Big Three join forces for EV's

2013-01-29 14:50

YOKOHAMA, Japan - Daimler, Ford and Nissan have signed a three-way agreement to accelerate the commercialisation of hydrogen fuel-cell electric vehicle (FCEV) technology.

The goal is to jointly develop a common fuel-cell electric vehicle system while reducing investment costs associated with the engineering of the technology. Each company will invest equally.


The strategy to maximise design commonality, leverage volume and derive efficiencies through economies of scale will help to launch the world’s first affordable, mass-market FCEVs as early as 2017.

The three automakers have more than 60 years of cumulative experience in this field. Their FCEVs have logged more than 10-million km in test drives in customers’ hands and as demonstration projects in diverse conditions. The partners plan to develop a fuel-cell stack and fuel-cell system that can be used by each company in the launch of very different, separately branded FCEVs which produce no CO2 emissions.

The collaboration, they say, sends a clear signal to suppliers, policymakers and the industry to encourage further development of hydrogen refuelling stations and other infrastructure necessary to allow the vehicles to be mass-marketed.

Fuel cells "burn" hydrogen with atmospheric oxygen amd emit only water.


Mitsuhiko Yamashita, a director and executive vice-president of Nissan, supervising research and development said: “Fuel-cell electric vehicles are the obvious next step to complement today's battery-electric vehicles as our industry embraces more sustainable transportation. We look forward to a future where we can answer many customer needs by adding FCEVs on top of battery EVs within the zero-emissions line-up.

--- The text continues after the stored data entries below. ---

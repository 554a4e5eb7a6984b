// Copyright (c) 2025 Kirky.X
//
// Licensed under the MIT License
// See LICENSE file in the project root for full license information.

use super::scraped_puzzle::ScrapedPuzzle;
use serde::{Deserialize, Serialize};

/// 拼图实体
///
/// 收藏中的一盒拼图。`product_url` 在应用层被视为唯一键，
/// 数据库中没有对应的唯一约束。
#[derive(Debug, Clone, PartialEq, Serialize, Deserialize)]
pub struct Puzzle {
    /// 主键
    pub id: i32,
    /// 拼图名称（标题中间段）
    pub name: String,
    /// 完整标题
    pub description: String,
    /// 拼图块数
    pub piece_count: i32,
    /// 整体难度评分（例如 1-5）
    pub difficulty_rating: Option<f64>,
    /// 所属制造商ID
    pub maker_id: i32,
    /// 商品页面URL
    pub product_url: String,
    /// 商品图片URL
    pub image_url: String,
    /// 商品货号
    pub article_number: i64,
    /// 发行年份，未知时为 0
    pub year: i32,
    /// 插画师
    pub artist: String,
}

/// 待持久化的拼图
///
/// 由抓取结果映射而来，ID 与制造商外键由导入服务在写入时填充。
#[derive(Debug, Clone, PartialEq, Serialize, Deserialize)]
pub struct NewPuzzle {
    pub name: String,
    pub description: String,
    pub piece_count: i32,
    pub difficulty_rating: Option<f64>,
    pub product_url: String,
    pub image_url: String,
    pub article_number: i64,
    pub year: i32,
    pub artist: String,
}

impl NewPuzzle {
    /// 绑定制造商ID与数据库生成的主键，得到完整的拼图实体
    pub fn into_puzzle(self, id: i32, maker_id: i32) -> Puzzle {
        Puzzle {
            id,
            name: self.name,
            description: self.description,
            piece_count: self.piece_count,
            difficulty_rating: self.difficulty_rating,
            maker_id,
            product_url: self.product_url,
            image_url: self.image_url,
            article_number: self.article_number,
            year: self.year,
            artist: self.artist,
        }
    }
}

/// 抓取结果到拼图的字段映射
///
/// 难度评分在导入时不设置；年份缺失时记为 0。
impl From<&ScrapedPuzzle> for NewPuzzle {
    fn from(scraped: &ScrapedPuzzle) -> Self {
        Self {
            name: scraped.title.clone(),
            description: scraped.full_title.clone(),
            piece_count: scraped.piece_count,
            difficulty_rating: None,
            product_url: scraped.product_url.clone(),
            image_url: scraped.image_url.clone(),
            article_number: scraped.article_number,
            year: scraped.year.unwrap_or(0),
            artist: scraped.artist.clone(),
        }
    }
}
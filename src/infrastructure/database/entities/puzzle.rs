// Copyright 2025 Kirky.X
//
// Licensed under the Apache License, Version 2.0 (the "License");
// you may not use this file except in compliance with the License.
// You may obtain a copy of the License at
//
//     http://www.apache.org/licenses/LICENSE-2.0
//
// Unless required by applicable law or agreed to in writing, software
// distributed under the License is distributed on an "AS IS" BASIS,
// WITHOUT WARRANTIES OR CONDITIONS OF ANY KIND, either express or implied.
// See the License for the specific language governing permissions and
// limitations under the License.

use sea_orm::entity::prelude::*;

#[derive(Clone, Debug, PartialEq, DeriveEntityModel)]
#[sea_orm(table_name = "puzzles")]
pub struct Model {
    #[sea_orm(primary_key)]
    pub id: i32,
    pub name: String,
    #[sea_orm(column_type = "Text")]
    pub description: String,
    pub piece_count: i32,
    pub difficulty_rating: Option<f64>,
    pub maker_id: i32,
    pub product_url: String,
    pub image_url: String,
    pub article_number: i64,
    pub year: i32,
    pub artist: String,
}

#[derive(Copy, Clone, Debug, EnumIter, DeriveRelation)]
pub enum Relation {
    #[sea_orm(
        belongs_to = "super::puzzle_maker::Entity",
        from = "Column::MakerId",
        to = "super::puzzle_maker::Column::Id",
        on_update = "Cascade",
        on_delete = "Cascade"
    )]
    PuzzleMaker,
    #[sea_orm(has_many = "super::puzzle_checkout::Entity")]
    PuzzleCheckouts,
}

impl Related<super::puzzle_maker::Entity> for Entity {
    fn to() -> RelationDef {
        Relation::PuzzleMaker.def()
    }
}

impl Related<super::puzzle_checkout::Entity> for Entity {
    fn to() -> RelationDef {
        Relation::PuzzleCheckouts.def()
    }
}

impl ActiveModelBehavior for ActiveModel {}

Thomas Weber, member of the board of management of Daimler, group research & Mercedes-Benz Cars development said: “We are convinced that fuel-cell vehicles will play a central role for zero-emissions mobility. Thanks to the commitment of all three partners we can put fuel-cell e-mobility on a broader basis. This means with this co-operation we will make this technology available around the globe.”

Raj Nair, Ford's group vice-president for global product development, said: “Working together will accelerate this technology to market at a more affordable cost to customers.”

  • marius.meyer1 - 2013-02-05 21:05

    FCEV's should be the only way forward as long as the hydrogen is cleanly generated i.e. with solar, wind or wave energy.